**Data records:**
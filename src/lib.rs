#![doc = include_str!("../README.md")]
#![deny(missing_docs)]
#![deny(elided_lifetimes_in_paths)]

pub mod config;
mod engine;
mod error;
mod replacer;
mod session;
pub mod tutorial;
mod util;

use {
    serde::{Deserialize, Serialize},
    std::fmt,
};

pub use {
    config::{Algorithm, SimConfig, Technique},
    engine::{
        AccessResult,
        Frame,
        FrameStatus,
        MemoryEngine,
        Operation,
        OperationKind,
        OperationRecord,
        ResultsSnapshot,
        SNAPSHOT_OPERATIONS,
        StateSnapshot,
    },
    error::{SimError, SimResult},
    replacer::{FifoReplacer, LruReplacer, Replacer},
    session::{OperationOutcome, OperationRequest, OperationResult, Session, TutorialUpdate},
    util::OwnerIdSequence,
};

/// Identifier of one allocation (process or segment).
///
/// Assigned at allocation time and never reused within an engine instance.
pub type OwnerId = u64;

/// Index into the frame array.
///
/// `frame * page_size` is the base address of the frame.
pub type FrameIndex = usize;

/// Logical clock value used by access-ordered policies.
pub type Timestamp = u64;

/// A frame together with the allocation currently holding it.
///
/// Replacement policies track frames by this composite key, so that a frame
/// freed and then handed to another owner is a different entry.
#[derive(Debug, Clone, Copy, PartialEq, Eq, Hash, PartialOrd, Ord, Serialize, Deserialize)]
pub struct FrameKey {
    /// Owning allocation.
    pub owner: OwnerId,

    /// Frame held by the owner.
    pub frame: FrameIndex,
}

impl FrameKey {
    /// Creates a new frame key.
    pub const fn new(owner: OwnerId, frame: FrameIndex) -> Self {
        Self { owner, frame }
    }
}

impl fmt::Display for FrameKey {
    fn fmt(&self, f: &mut fmt::Formatter<'_>) -> fmt::Result {
        write!(f, "{}@{}", self.owner, self.frame)
    }
}

/// Page replacement policy.
///
/// Keeps the replacement metadata of every allocated frame and selects the
/// next victim when an allocation runs short of free frames. A key is tracked
/// by the policy exactly as long as the frame is allocated to that owner.
pub trait ReplacementPolicy {
    /// Starts tracking a newly allocated frame.
    ///
    /// `now` is the logical time of the allocation.
    fn insert(&mut self, key: FrameKey, now: Timestamp);

    /// Notifies the policy that an allocated frame has been accessed.
    fn touch(&mut self, key: FrameKey, now: Timestamp);

    /// Stops tracking a frame. Returns whether the key was tracked.
    fn remove(&mut self, key: FrameKey) -> bool;

    /// Find the next frame to be evicted and stop tracking it.
    fn evict(&mut self) -> Option<FrameKey>;

    /// Peek into the next frame to be evicted.
    fn peek(&self) -> Option<FrameKey>;

    /// Whether the key is currently tracked.
    fn contains(&self, key: FrameKey) -> bool;

    /// All tracked keys, in the order they would be evicted.
    fn eviction_order(&self) -> Vec<FrameKey>;

    /// Number of tracked frames.
    fn len(&self) -> usize;

    /// Whether no frame is tracked.
    fn is_empty(&self) -> bool {
        self.len() == 0
    }
}
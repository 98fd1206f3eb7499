//! Guided tutorials.
//!
//! A tutorial is a static sequence of steps. A step may carry a partial
//! simulation configuration, applied when the step is reached, and an
//! expected operation that must be performed before the tutorial advances.

mod catalog;

use {
    crate::{Algorithm, SimConfig, SimError, SimResult, Technique},
    serde::{Deserialize, Serialize},
    std::collections::BTreeSet,
    tracing::info,
};

pub use catalog::builtin;

/// Operation a step waits for.
#[derive(Debug, Clone, Copy, PartialEq, Eq, Serialize, Deserialize)]
#[serde(tag = "type", rename_all = "lowercase")]
pub enum ExpectedOperation {
    /// An allocation, of exactly `size` bytes when given.
    Allocate {
        /// Required size.
        #[serde(default, skip_serializing_if = "Option::is_none")]
        size: Option<usize>,
    },
    /// Any deallocation.
    Deallocate,
    /// An access, at exactly `address` when given.
    Access {
        /// Required address.
        #[serde(default, skip_serializing_if = "Option::is_none")]
        address: Option<usize>,
    },
    /// An explicit simulation reset.
    Reset,
}

/// Operation the user actually performed.
#[derive(Debug, Clone, Copy, PartialEq, Eq, Serialize, Deserialize)]
#[serde(tag = "type", rename_all = "lowercase")]
pub enum PerformedOperation {
    /// Allocation of `size` bytes.
    Allocate {
        /// Allocated size.
        size: usize,
    },
    /// Deallocation.
    Deallocate {
        /// Requested address, if any.
        #[serde(default)]
        address: Option<usize>,
    },
    /// Access at `address`.
    Access {
        /// Accessed address.
        address: usize,
    },
    /// Simulation reset.
    Reset,
}

impl ExpectedOperation {
    /// Whether `performed` satisfies this expectation.
    pub fn is_satisfied_by(&self, performed: &PerformedOperation) -> bool {
        match (self, performed) {
            (Self::Reset, PerformedOperation::Reset) => true,
            (Self::Allocate { size: None }, PerformedOperation::Allocate { .. }) => true,
            (Self::Allocate { size: Some(want) }, PerformedOperation::Allocate { size }) => {
                want == size
            }
            (Self::Access { address: None }, PerformedOperation::Access { .. }) => true,
            (Self::Access { address: Some(want) }, PerformedOperation::Access { address }) => {
                want == address
            }
            (Self::Deallocate, PerformedOperation::Deallocate { .. }) => true,
            _ => false,
        }
    }
}

/// Partial simulation configuration attached to a step.
#[derive(Debug, Clone, Copy, PartialEq, Eq, Default, Serialize, Deserialize)]
#[serde(default)]
pub struct StepConfig {
    /// Memory management technique.
    #[serde(skip_serializing_if = "Option::is_none")]
    pub technique: Option<Technique>,
    /// Total simulated memory, in bytes.
    #[serde(skip_serializing_if = "Option::is_none")]
    pub memory_size: Option<usize>,
    /// Page size, in bytes.
    #[serde(skip_serializing_if = "Option::is_none")]
    pub page_size: Option<usize>,
    /// Replacement algorithm.
    #[serde(skip_serializing_if = "Option::is_none")]
    pub algorithm: Option<Algorithm>,
}

impl StepConfig {
    /// Whether a fresh simulation should be started when the step is reached.
    ///
    /// Only configurations naming a technique or a memory size describe a
    /// whole simulation; anything else is a hint for the user.
    pub const fn starts_simulation(&self) -> bool {
        self.technique.is_some() || self.memory_size.is_some()
    }

    /// Merges the configuration over [`SimConfig::default`].
    pub fn resolve(&self) -> SimConfig {
        let defaults = SimConfig::default();
        SimConfig {
            technique: self.technique.unwrap_or(defaults.technique),
            memory_size: self.memory_size.unwrap_or(defaults.memory_size),
            page_size: self.page_size.unwrap_or(defaults.page_size),
            algorithm: self.algorithm.unwrap_or(defaults.algorithm),
        }
    }
}

/// One tutorial step.
#[derive(Debug, Clone, PartialEq, Eq, Serialize)]
pub struct Step {
    /// Step title.
    pub title: &'static str,
    /// Explanation shown to the user.
    pub content: &'static str,
    /// What the user is asked to do.
    pub task: &'static str,
    /// Operation gating advancement, if any.
    #[serde(skip_serializing_if = "Option::is_none")]
    pub expected_operation: Option<ExpectedOperation>,
    /// Configuration applied when the step is reached.
    pub config: StepConfig,
}

/// A tutorial.
#[derive(Debug, Clone, PartialEq, Eq, Serialize)]
pub struct Tutorial {
    /// Unique id.
    pub id: &'static str,
    /// Title.
    pub title: &'static str,
    /// One-line description.
    pub description: &'static str,
    /// Steps, in order.
    pub steps: Vec<Step>,
}

/// Tutorial listing entry.
#[derive(Debug, Clone, PartialEq, Eq, Serialize)]
pub struct TutorialSummary {
    /// Unique id.
    pub id: &'static str,
    /// Title.
    pub title: &'static str,
    /// One-line description.
    pub description: &'static str,
    /// Whether the tutorial was completed in this session.
    pub completed: bool,
}

/// The current step of the active tutorial.
#[derive(Debug, Clone, PartialEq, Eq, Serialize)]
pub struct StepView {
    /// Active tutorial id.
    pub tutorial_id: &'static str,
    /// Active tutorial title.
    pub tutorial_title: &'static str,
    /// Zero-based step index.
    pub step_index: usize,
    /// Number of steps in the tutorial.
    pub total_steps: usize,
    /// The step.
    pub step: Step,
    /// Whether this is the first step.
    pub is_first_step: bool,
    /// Whether this is the last step.
    pub is_last_step: bool,
}

/// Result of advancing a tutorial.
#[derive(Debug, Clone, PartialEq, Eq, Serialize)]
#[serde(tag = "status", rename_all = "lowercase")]
pub enum Advance {
    /// Moved to another step.
    Step(StepView),
    /// The last step was left; the tutorial is completed.
    Completed {
        /// Completed tutorial id.
        tutorial: &'static str,
        /// Completion message.
        message: String,
    },
}

/// Drives the user through tutorials.
#[derive(Debug, Clone)]
pub struct TutorialDriver {
    tutorials: Vec<Tutorial>,
    /// Index of the active tutorial.
    active: Option<usize>,
    step: usize,
    completed: BTreeSet<&'static str>,
}

impl Default for TutorialDriver {
    fn default() -> Self {
        Self::new()
    }
}

impl TutorialDriver {
    /// Creates a driver over the built-in tutorials.
    pub fn new() -> Self {
        Self::with_tutorials(builtin())
    }

    /// Creates a driver over the given tutorials.
    pub fn with_tutorials(tutorials: Vec<Tutorial>) -> Self {
        Self {
            tutorials,
            active: None,
            step: 0,
            completed: BTreeSet::new(),
        }
    }

    /// Available tutorials with their completion status.
    pub fn list(&self) -> Vec<TutorialSummary> {
        self.tutorials
            .iter()
            .map(|t| TutorialSummary {
                id: t.id,
                title: t.title,
                description: t.description,
                completed: self.completed.contains(t.id),
            })
            .collect()
    }

    /// Starts the tutorial `id` from its first step.
    pub fn start(&mut self, id: &str) -> SimResult<StepView> {
        let index = self
            .tutorials
            .iter()
            .position(|t| t.id == id)
            .ok_or_else(|| SimError::UnknownTutorial(id.to_owned()))?;

        self.active = Some(index);
        self.step = 0;
        info!(tutorial = id, "started tutorial");
        self.current()
    }

    /// Moves to the next step, completing the tutorial when leaving the last.
    pub fn next(&mut self) -> SimResult<Advance> {
        let tutorial = self.active_tutorial()?;
        if self.step + 1 >= tutorial.steps.len() {
            let (id, title) = (tutorial.id, tutorial.title);
            let _ = self.completed.insert(id);
            info!(tutorial = id, "completed tutorial");
            return Ok(Advance::Completed {
                tutorial: id,
                message: format!("Tutorial \"{title}\" completed!"),
            });
        }

        self.step += 1;
        self.current().map(Advance::Step)
    }

    /// Moves back one step.
    pub fn previous(&mut self) -> SimResult<StepView> {
        let _ = self.active_tutorial()?;
        if self.step == 0 {
            return Err(SimError::AlreadyAtFirstStep);
        }

        self.step -= 1;
        self.current()
    }

    /// Current step of the active tutorial.
    pub fn current(&self) -> SimResult<StepView> {
        let tutorial = self.active_tutorial()?;
        let total_steps = tutorial.steps.len();
        let step = tutorial
            .steps
            .get(self.step)
            .cloned()
            .ok_or(SimError::NoActiveTutorial)?;

        Ok(StepView {
            tutorial_id: tutorial.id,
            tutorial_title: tutorial.title,
            step_index: self.step,
            total_steps,
            step,
            is_first_step: self.step == 0,
            is_last_step: self.step + 1 == total_steps,
        })
    }

    /// Leaves the active tutorial, if any.
    pub fn end(&mut self) {
        if let Some(tutorial) = self.active.take().and_then(|i| self.tutorials.get(i)) {
            info!(tutorial = tutorial.id, "ended tutorial");
        }
        self.step = 0;
    }

    /// Whether `performed` completes the current step.
    ///
    /// Without an active tutorial nothing completes a step; a step without an
    /// expected operation is completed by anything.
    pub fn verify_step_completed(&self, performed: &PerformedOperation) -> bool {
        let Ok(tutorial) = self.active_tutorial() else {
            return false;
        };
        match tutorial
            .steps
            .get(self.step)
            .and_then(|s| s.expected_operation)
        {
            Some(expected) => expected.is_satisfied_by(performed),
            None => true,
        }
    }

    /// Whether the tutorial `id` was completed.
    pub fn is_completed(&self, id: &str) -> bool {
        self.completed.contains(id)
    }

    fn active_tutorial(&self) -> SimResult<&Tutorial> {
        self.active
            .and_then(|i| self.tutorials.get(i))
            .ok_or(SimError::NoActiveTutorial)
    }
}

**Required action:** Across the entries above, how many lines contain the string "bytes"? The number alone is the answer.

**Expected output:** 4